News stories circulating online, especially on social media platforms, are nowadays a primary source of information. Given the nature of social media, news no longer are just news, but they are embedded in the conversations of users interacting with them. This is particularly relevant for inaccurate information or even outright misinformation because user interaction has crucial impact on whether information gets uncritically disseminated or not. Biased coverage has been shown to affect personal decision-making, but it remains an open question whether users are aware of the biased reporting they encounter and how they react to it. The latter is particularly relevant given that user reactions help contextualize reporting for other users and can thus help mitigate but may also exacerbate the impact of biased media coverage.
This paper approaches the question from a measurement point of view, examining whether Twitter comments on articles can serve as bias indicators, i.e., whether user comments are indicative of the actual level of bias in a given article. We first give an overview of research on media bias, and then discuss key concepts related to how individuals engage with online content, focusing on the sentiment (or valance) of comments and outright hate speech. We then present the first dataset connecting reliable human-made media bias classifications of news articles with the reactions these articles had upon publication on Twitter. We call our dataset BAT - Bias And Twitter.

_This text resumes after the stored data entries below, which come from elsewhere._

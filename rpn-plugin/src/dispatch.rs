//! Operator application with list broadcasting
//!
//! - arity 0: called once
//! - arity 1: lists are mapped recursively, so nested lists broadcast fully
//! - arity 2: two lists zip to the shorter length, a list and a scalar
//!   broadcast the scalar; elements recurse
//! - arity 3 to 5: Cartesian product over the list arguments (scalars are
//!   singletons), first argument varying fastest, flattened into one list
//! - list operators receive their operands untouched

use crate::{BinaryFn, Handler, OperatorContext, OperatorDescriptor, UnaryFn};
use rpn_core::{RpnError, Value};

/// Apply `descriptor` to `args` given in declared order
pub fn apply(descriptor: &OperatorDescriptor, args: &[Value], ctx: &OperatorContext<'_>) -> Result<Value, RpnError> {
    if args.len() != descriptor.arity() {
        return Err(RpnError::insufficient_operands(descriptor.name, descriptor.arity()));
    }

    match descriptor.handler {
        Handler::Nullary(body) => body(ctx),
        Handler::Unary(body) => broadcast_unary(body, &args[0], ctx),
        Handler::Binary(body) => broadcast_binary(body, &args[0], &args[1], ctx),
        Handler::Ternary(body) => cartesian(args, ctx, |a| body(&a[0], &a[1], &a[2], ctx)),
        Handler::Quaternary(body) => cartesian(args, ctx, |a| body(&a[0], &a[1], &a[2], &a[3], ctx)),
        Handler::Quinary(body) => cartesian(args, ctx, |a| body(&a[0], &a[1], &a[2], &a[3], &a[4], ctx)),
        Handler::List { body, .. } => body(args, ctx),
        Handler::Modifier(_) => Err(RpnError::type_mismatch(format!(
            "'{}' modifies the evaluation state and cannot be applied to values",
            descriptor.name
        ))),
    }
}

fn broadcast_unary(body: UnaryFn, arg: &Value, ctx: &OperatorContext<'_>) -> Result<Value, RpnError> {
    match arg {
        Value::List(items) => items.iter()
            .map(|item| {
                ctx.check_interrupt()?;
                broadcast_unary(body, item, ctx)
            })
            .collect::<Result<Vec<_>, _>>()
            .map(Value::List),
        other => body(other, ctx),
    }
}

fn broadcast_binary(body: BinaryFn, left: &Value, right: &Value, ctx: &OperatorContext<'_>) -> Result<Value, RpnError> {
    let results = match (left, right) {
        (Value::List(a), Value::List(b)) => a.iter().zip(b)
            .map(|(x, y)| {
                ctx.check_interrupt()?;
                broadcast_binary(body, x, y, ctx)
            })
            .collect::<Result<Vec<_>, _>>()?,
        (Value::List(a), scalar) => a.iter()
            .map(|x| {
                ctx.check_interrupt()?;
                broadcast_binary(body, x, scalar, ctx)
            })
            .collect::<Result<Vec<_>, _>>()?,
        (scalar, Value::List(b)) => b.iter()
            .map(|y| {
                ctx.check_interrupt()?;
                broadcast_binary(body, scalar, y, ctx)
            })
            .collect::<Result<Vec<_>, _>>()?,
        (x, y) => return body(x, y, ctx),
    };
    Ok(Value::List(results))
}

/// One call per combination of list elements, first argument fastest
fn cartesian(
    args: &[Value],
    ctx: &OperatorContext<'_>,
    call: impl Fn(&[Value]) -> Result<Value, RpnError>,
) -> Result<Value, RpnError> {
    if !args.iter().any(Value::is_list) {
        return call(args);
    }

    let axes: Vec<&[Value]> = args.iter()
        .map(|arg| match arg {
            Value::List(items) => items.as_slice(),
            other => std::slice::from_ref(other),
        })
        .collect();
    if axes.iter().any(|axis| axis.is_empty()) {
        return Ok(Value::List(Vec::new()));
    }

    let mut odometer = vec![0usize; axes.len()];
    let mut results = Vec::new();
    loop {
        ctx.check_interrupt()?;
        let combination: Vec<Value> = odometer.iter()
            .zip(&axes)
            .map(|(&i, axis)| axis[i].clone())
            .collect();
        results.push(call(&combination)?);

        let mut position = 0;
        loop {
            if position == axes.len() {
                return Ok(Value::List(results));
            }
            odometer[position] += 1;
            if odometer[position] < axes[position].len() {
                break;
            }
            odometer[position] = 0;
            position += 1;
        }
    }
}

/// A one-element list result stands for its element
pub fn unwrap_single(value: Value) -> Value {
    match value {
        Value::List(mut items) if items.len() == 1 => items.remove(0),
        other => other,
    }
}
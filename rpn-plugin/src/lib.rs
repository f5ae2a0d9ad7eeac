//! RPN Operator System
//!
//! Provides the pieces operator bodies are written against:
//! - `OperatorDescriptor`: name, fixed arity, kind and typed handler
//! - `OperatorRegistry`: name and alias lookup, similar-name suggestions
//! - `dispatch`: broadcast, zip and Cartesian-product application
//! - `EvaluationContext` / `OperatorContext`: mutable and read-only state

mod context;
mod descriptor;
pub mod dispatch;
mod registry;

pub use context::{
    EvaluationContext, EvaluationState, FactorCache, FunctionApplier, InterruptFlag, NoFunctions,
    OperatorContext,
};
pub use descriptor::{
    BinaryFn, Handler, ListFn, ModifierFn, NullaryFn, OperatorDescriptor, OperatorKind, QuaternaryFn,
    QuinaryFn, TernaryFn, UnaryFn,
};
pub use registry::OperatorRegistry;

/// Re-export core types for operator authors
pub mod prelude {
    pub use crate::{
        EvaluationContext, FunctionApplier, Handler, OperatorContext, OperatorDescriptor, OperatorKind,
        OperatorRegistry,
    };
    pub use rpn_core::prelude::*;
}
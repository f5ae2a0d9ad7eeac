//! Unit expressions as a multiplicative group
//!
//! A `UnitAlgebra` maps unit names to integer exponents. Zero exponents
//! are pruned on every mutation, so two algebras describing the same
//! product always compare equal.

use crate::RpnError;
use serde::{Deserialize, Serialize};
use std::collections::BTreeMap;
use std::fmt;

/// Product of named units raised to integer powers: `meter*kilogram/second^2`
#[derive(Debug, Clone, Default, PartialEq, Eq, Hash, PartialOrd, Ord, Serialize, Deserialize)]
#[serde(transparent)]
pub struct UnitAlgebra {
    exponents: BTreeMap<String, i32>,
}

impl UnitAlgebra {
    /// The identity algebra (no units)
    pub fn new() -> Self {
        Self::default()
    }

    /// A single unit with exponent 1
    pub fn unit(name: impl Into<String>) -> Self {
        Self::from_pairs([(name.into(), 1)])
    }

    /// Build from (unit, exponent) pairs; repeated names accumulate
    pub fn from_pairs<I, S>(pairs: I) -> Self
    where
        I: IntoIterator<Item = (S, i32)>,
        S: Into<String>,
    {
        let mut algebra = Self::new();
        for (name, exponent) in pairs {
            algebra.adjust(name.into(), exponent);
        }
        algebra
    }

    fn adjust(&mut self, name: String, delta: i32) {
        let exponent = self.exponents.entry(name).or_insert(0);
        *exponent += delta;
        self.prune();
    }

    fn prune(&mut self) {
        self.exponents.retain(|_, exponent| *exponent != 0);
    }

    pub fn is_empty(&self) -> bool {
        self.exponents.is_empty()
    }

    pub fn len(&self) -> usize {
        self.exponents.len()
    }

    /// Exponent of a unit (0 when absent)
    pub fn exponent(&self, name: &str) -> i32 {
        self.exponents.get(name).copied().unwrap_or(0)
    }

    /// Units with their exponents, in lexicographic order
    pub fn iter(&self) -> impl Iterator<Item = (&str, i32)> {
        self.exponents.iter().map(|(name, exponent)| (name.as_str(), *exponent))
    }

    /// The unit name when this algebra is exactly one unit to the first power
    pub fn single_unit(&self) -> Option<&str> {
        match self.exponents.iter().next() {
            Some((name, 1)) if self.exponents.len() == 1 => Some(name.as_str()),
            _ => None,
        }
    }

    // ========== Group Operations ==========

    /// Add exponents
    pub fn multiply(&self, other: &Self) -> Self {
        let mut result = self.clone();
        for (name, exponent) in &other.exponents {
            *result.exponents.entry(name.clone()).or_insert(0) += exponent;
        }
        result.prune();
        result
    }

    /// Subtract exponents
    pub fn divide(&self, other: &Self) -> Self {
        self.multiply(&other.invert())
    }

    /// Negate every exponent
    pub fn invert(&self) -> Self {
        self.power(-1)
    }

    /// Multiply every exponent by `k`
    pub fn power(&self, k: i32) -> Self {
        let mut result = Self {
            exponents: self.exponents.iter()
                .map(|(name, exponent)| (name.clone(), exponent * k))
                .collect(),
        };
        result.prune();
        result
    }

    /// Divide every exponent by `k`; each must be divisible
    pub fn root(&self, k: u32) -> Result<Self, RpnError> {
        if k == 0 {
            return Err(RpnError::domain("zeroth root"));
        }
        let divisor = i32::try_from(k).map_err(|_| RpnError::Overflow)?;
        let mut exponents = BTreeMap::new();
        for (name, exponent) in &self.exponents {
            if exponent % divisor != 0 {
                return Err(RpnError::FractionalUnitExponent { unit: name.clone(), degree: k });
            }
            exponents.insert(name.clone(), exponent / divisor);
        }
        Ok(Self { exponents })
    }

    // ========== Canonical Form ==========

    /// Positive exponents first (`*`-joined, `^n` above 1), then `/` and the
    /// negative exponents the same way. Empty numerators render as `1`.
    pub fn to_canonical_string(&self) -> String {
        fn join<'a>(parts: impl Iterator<Item = (&'a String, i32)>) -> String {
            parts
                .map(|(name, exponent)| {
                    if exponent > 1 {
                        format!("{}^{}", name, exponent)
                    } else {
                        name.clone()
                    }
                })
                .collect::<Vec<_>>()
                .join("*")
        }

        let numerator = join(self.exponents.iter()
            .filter(|(_, e)| **e > 0)
            .map(|(n, e)| (n, *e)));
        let denominator = join(self.exponents.iter()
            .filter(|(_, e)| **e < 0)
            .map(|(n, e)| (n, -*e)));

        match (numerator.is_empty(), denominator.is_empty()) {
            (_, true) => numerator,
            (true, false) => format!("1/{}", denominator),
            (false, false) => format!("{}/{}", numerator, denominator),
        }
    }

    /// Parse a canonical string, resolving every unit name through `resolve`
    /// (which maps names and aliases to catalog names).
    pub fn parse_with<F>(text: &str, resolve: F) -> Result<Self, RpnError>
    where
        F: Fn(&str) -> Option<String>,
    {
        let text = text.trim();
        if text.is_empty() {
            return Ok(Self::new());
        }

        let mut sides = text.split('/');
        let numerator = sides.next().unwrap_or_default();
        let denominator = sides.next();
        if sides.next().is_some() {
            return Err(RpnError::Parse(format!("only one '/' is allowed in units: '{}'", text)));
        }

        let mut algebra = Self::new();
        Self::parse_product(numerator, 1, &resolve, &mut algebra)?;
        if let Some(denominator) = denominator {
            Self::parse_product(denominator, -1, &resolve, &mut algebra)?;
        }
        Ok(algebra)
    }

    fn parse_product<F>(text: &str, sign: i32, resolve: &F, algebra: &mut Self) -> Result<(), RpnError>
    where
        F: Fn(&str) -> Option<String>,
    {
        for factor in text.split('*').map(str::trim).filter(|f| !f.is_empty()) {
            if factor == "1" {
                continue;
            }
            let (name, exponent) = match factor.split_once('^') {
                Some((name, exponent)) => {
                    let exponent: i32 = exponent.trim().parse()
                        .map_err(|_| RpnError::Parse(format!("invalid unit exponent in '{}'", factor)))?;
                    (name.trim(), exponent)
                }
                None => (factor, 1),
            };
            let canonical = resolve(name)
                .ok_or_else(|| RpnError::UndefinedUnit(name.to_string()))?;
            algebra.adjust(canonical, sign * exponent);
        }
        Ok(())
    }
}

impl fmt::Display for UnitAlgebra {
    fn fmt(&self, f: &mut fmt::Formatter<'_>) -> fmt::Result {
        write!(f, "{}", self.to_canonical_string())
    }
}

#[cfg(test)]
mod tests {
    use super::*;

    fn identity(name: &str) -> Option<String> {
        Some(name.to_string())
    }

    fn force() -> UnitAlgebra {
        UnitAlgebra::from_pairs([("kilogram", 1), ("meter", 1), ("second", -2)])
    }

    #[test]
    fn test_zero_exponents_are_pruned() {
        let a = UnitAlgebra::from_pairs([("meter", 2), ("meter", -2), ("second", 1)]);
        assert_eq!(a.len(), 1);
        assert_eq!(a.exponent("meter"), 0);
    }

    #[test]
    fn test_multiply_by_inverse_is_identity() {
        let a = force();
        assert!(a.multiply(&a.invert()).is_empty());
        assert_eq!(a.divide(&a), UnitAlgebra::new());
    }

    #[test]
    fn test_canonical_string() {
        assert_eq!(force().to_canonical_string(), "kilogram*meter/second^2");
        assert_eq!(UnitAlgebra::from_pairs([("second", -1)]).to_canonical_string(), "1/second");
        assert_eq!(UnitAlgebra::new().to_canonical_string(), "");
        assert_eq!(UnitAlgebra::from_pairs([("meter", 3)]).to_string(), "meter^3");
    }

    #[test]
    fn test_parse_round_trip() {
        for algebra in [
            force(),
            UnitAlgebra::from_pairs([("second", -1)]),
            UnitAlgebra::from_pairs([("foot", 2), ("pound", 1), ("hour", -3), ("ampere", -1)]),
            UnitAlgebra::new(),
        ] {
            let text = algebra.to_canonical_string();
            assert_eq!(UnitAlgebra::parse_with(&text, identity).unwrap(), algebra);
        }
    }

    #[test]
    fn test_parse_resolves_aliases() {
        let resolve = |name: &str| match name {
            "m" | "meter" => Some("meter".to_string()),
            "s" | "second" => Some("second".to_string()),
            _ => None,
        };
        let parsed = UnitAlgebra::parse_with("m/s^2", resolve).unwrap();
        assert_eq!(parsed, UnitAlgebra::from_pairs([("meter", 1), ("second", -2)]));

        let err = UnitAlgebra::parse_with("m/furlong", resolve).unwrap_err();
        assert_eq!(err, RpnError::UndefinedUnit("furlong".to_string()));
    }

    #[test]
    fn test_parse_rejects_two_slashes() {
        assert!(UnitAlgebra::parse_with("meter/second/second", identity).is_err());
    }

    #[test]
    fn test_root_requires_divisible_exponents() {
        let area = UnitAlgebra::from_pairs([("meter", 2)]);
        assert_eq!(area.root(2).unwrap(), UnitAlgebra::unit("meter"));

        let err = force().root(2).unwrap_err();
        assert_eq!(err.to_string(), "cannot take the square root of 'kilogram'");
        let err = area.root(3).unwrap_err();
        assert_eq!(err.to_string(), "cannot take the cube root of 'meter'");
    }

    #[test]
    fn test_single_unit() {
        assert_eq!(UnitAlgebra::unit("foot").single_unit(), Some("foot"));
        assert_eq!(UnitAlgebra::from_pairs([("foot", 2)]).single_unit(), None);
        assert_eq!(force().single_unit(), None);
    }
}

BAT covers 2,800 (bias-rated) news articles from 255 different English-speaking news outlets. Additionally, BAT includes 175,807 comments and retweets referring to the articles.
Based on BAT, we conduct a multi-feature analysis to identify comment characteristics and analyze whether the Twitter reactions correlate with an article's bias. First, we fine-tune and apply two XLNet-based classifiers for hate speech detection and for sentiment analysis. Second, we relate the results of the classifiers to the article bias annotations within a multi-level regression. The results show that the comments made on an article are indeed an indicator for its bias, and vice-versa. With a regression coefficient of 0.703 (p < 0.01), we present evidence that Twitter reactions to biased articles are significantly more hateful. Even more, our analysis shows that the news outlet's individual stance reinforces the hate-bias relationship. In future work, we will extend the dataset and analysis, including additional concepts related to media bias.